Sing in the Morning, Cry at Night

Written by Barbara J. Taylor
Review by Anne Clinard Barnhill

Barbara J. Taylor’s debut novel is the moving story of a family from Scranton, Pennsylvania at the turn of the 20th century. Scranton is located right in the heart of anthracite coal country and, at the time of this saga, was teeming with immigrants from Wales, Poland, Lithuania, Czechoslovakia, and Italy, people who had come from the old country with the hope of making a better life in America. They landed in Scranton because coal companies were desperate to find enough people to mine the rich coal that heated homes and ran steel factories.

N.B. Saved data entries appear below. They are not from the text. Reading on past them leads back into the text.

//! Mapping store
//!
//! Owns every accepted mapping. Inbound mappings are indexed in the topic
//! tree and outbound mappings are kept in a list matched by fragment. All
//! three views sit behind one lock so a resolve never sees a mapping that is
//! only partially swapped in.

use std::collections::HashMap;
use std::fmt;
use std::sync::Arc;

use parking_lot::RwLock;
use serde_json::Value;
use tracing::{debug, info, warn};

use super::model::{Api, Direction, Mapping};
use super::validation::ValidationError;
use crate::substitution::JsonPath;
use crate::topic::{normalize_topic, MappingTopicTree, TreeError};

/// Reason a mapping was not accepted
#[derive(Debug, Clone, PartialEq)]
pub enum StoreError {
    /// Mapping failed validation
    Invalid(Vec<ValidationError>),
    /// Mapping could not be indexed
    Index(TreeError),
}

impl fmt::Display for StoreError {
    fn fmt(&self, f: &mut fmt::Formatter<'_>) -> fmt::Result {
        match self {
            StoreError::Invalid(errors) => {
                let codes: Vec<&str> = errors.iter().map(ValidationError::code).collect();
                write!(f, "Validation failed: {}", codes.join(", "))
            }
            StoreError::Index(e) => write!(f, "Index error: {}", e),
        }
    }
}

impl std::error::Error for StoreError {}

impl From<TreeError> for StoreError {
    fn from(e: TreeError) -> Self {
        StoreError::Index(e)
    }
}

/// Result of a successful upsert
#[derive(Debug, Clone)]
pub struct Upserted {
    pub mapping: Arc<Mapping>,
    pub previous: Option<Arc<Mapping>>,
}

/// Outcome of loading a batch of mapping definitions
#[derive(Debug, Default)]
pub struct LoadReport {
    pub accepted: usize,
    pub rejected: Vec<(String, StoreError)>,
}

#[derive(Default)]
struct StoreState {
    tree: MappingTopicTree,
    outbound: Vec<Arc<Mapping>>,
    by_id: HashMap<String, Arc<Mapping>>,
}

impl StoreState {
    fn unindex(&mut self, mapping: &Mapping) {
        match mapping.direction {
            Direction::Inbound => {
                self.tree.remove(mapping);
            }
            Direction::Outbound => self.outbound.retain(|m| m.id != mapping.id),
        }
    }

    fn index(&mut self, mapping: &Arc<Mapping>) -> Result<(), TreeError> {
        if !mapping.active {
            return Ok(());
        }
        match mapping.direction {
            Direction::Inbound => self.tree.insert(mapping.clone()),
            Direction::Outbound => {
                self.outbound.push(mapping.clone());
                Ok(())
            }
        }
    }
}

/// Thread-safe store of mapping definitions
#[derive(Default)]
pub struct MappingStore {
    state: RwLock<StoreState>,
}

impl MappingStore {
    pub fn new() -> Self {
        Self::default()
    }

    /// Validate and accept a mapping, replacing any previous version
    pub fn upsert(&self, mut mapping: Mapping) -> Result<Upserted, StoreError> {
        if mapping.is_inbound() {
            mapping.subscription_topic = normalize_topic(&mapping.subscription_topic);
        }

        let errors = mapping.validate();
        if !errors.is_empty() {
            warn!("Mapping '{}': Rejected ({} errors)", mapping.id, errors.len());
            return Err(StoreError::Invalid(errors));
        }

        mapping.sort_substitutions();
        let mapping = Arc::new(mapping);

        let mut state = self.state.write();
        let previous = state.by_id.get(&mapping.id).cloned();
        if let Some(ref prev) = previous {
            state.unindex(prev);
        }
        if let Err(e) = state.index(&mapping) {
            // Keep the last good version reachable
            if let Some(ref prev) = previous {
                let _ = state.index(prev);
            }
            return Err(e.into());
        }
        state.by_id.insert(mapping.id.clone(), mapping.clone());
        drop(state);

        info!(
            "Mapping '{}': Accepted ({:?}, topic '{}', {} substitutions)",
            mapping.id,
            mapping.direction,
            mapping.subscription_topic,
            mapping.substitutions.len()
        );

        Ok(Upserted { mapping, previous })
    }

    /// Remove a mapping by id
    pub fn delete(&self, id: &str) -> Option<Arc<Mapping>> {
        let mut state = self.state.write();
        let removed = state.by_id.remove(id)?;
        state.unindex(&removed);
        drop(state);

        info!("Mapping '{}': Deleted", id);
        Some(removed)
    }

    pub fn get(&self, id: &str) -> Option<Arc<Mapping>> {
        self.state.read().by_id.get(id).cloned()
    }

    pub fn len(&self) -> usize {
        self.state.read().by_id.len()
    }

    pub fn is_empty(&self) -> bool {
        self.len() == 0
    }

    /// Mappings for an inbound topic, most specific subscription first
    pub fn resolve_inbound(&self, topic: &str) -> Vec<Arc<Mapping>> {
        let resolved = self.state.read().tree.resolve(topic);
        debug!("Resolved {} mappings for topic '{}'", resolved.len(), topic);
        resolved
    }

    /// Active outbound mappings for a platform event of the given API whose
    /// filter fragment is present in the event
    pub fn resolve_outbound(&self, api: Api, event: &Value) -> Vec<Arc<Mapping>> {
        let state = self.state.read();
        state
            .outbound
            .iter()
            .filter(|m| m.target_api == api)
            .filter(|m| match JsonPath::parse(&m.filter_outbound) {
                Ok(path) => path.exists(event),
                Err(_) => false,
            })
            .cloned()
            .collect()
    }

    /// Snapshot of inbound mappings, active or not, ordered by id
    pub fn inbound_mappings(&self) -> Vec<Arc<Mapping>> {
        let mut result: Vec<_> = self
            .state
            .read()
            .by_id
            .values()
            .filter(|m| m.is_inbound())
            .cloned()
            .collect();
        result.sort_by(|a, b| a.id.cmp(&b.id));
        result
    }

    /// Snapshot of all mappings, ordered by id
    pub fn all(&self) -> Vec<Arc<Mapping>> {
        let mut result: Vec<_> = self.state.read().by_id.values().cloned().collect();
        result.sort_by(|a, b| a.id.cmp(&b.id));
        result
    }

    /// Load a JSON array of mapping definitions
    pub fn load_json(&self, content: &str) -> Result<LoadReport, serde_json::Error> {
        let mappings: Vec<Mapping> = serde_json::from_str(content)?;
        let mut report = LoadReport::default();

        for mapping in mappings {
            let id = mapping.id.clone();
            match self.upsert(mapping) {
                Ok(_) => report.accepted += 1,
                Err(e) => report.rejected.push((id, e)),
            }
        }

        Ok(report)
    }
}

Scranton figures almost as one of the characters in this tale of Violet and Daisy, two sisters eleven months apart; their mother, Grace; and their father, Owen. In celebration of Daisy’s ninth birthday on the 4th of July, Owen brings home sparklers as a surprise for his daughters. However, the surprise turns deadly when Daisy’s new dress catches fire, resulting in the child’s death. This loss drives Grace almost insane and leads Owen down the road to perdition via whiskey. Little Violet is caught in the middle of the tragedy, the only one with Daisy when the accident occurred. Many in the small coal town point a finger at Violet, saying she somehow caused the fire because of jealousy. Soon, Violet begins to believe the rumors herself.

This story is at once poignant and hopeful, spiced up by such characters as Billy Sunday, the revivalist, and Grief, the specter who haunts Grace to the very edge of sanity. A rich debut.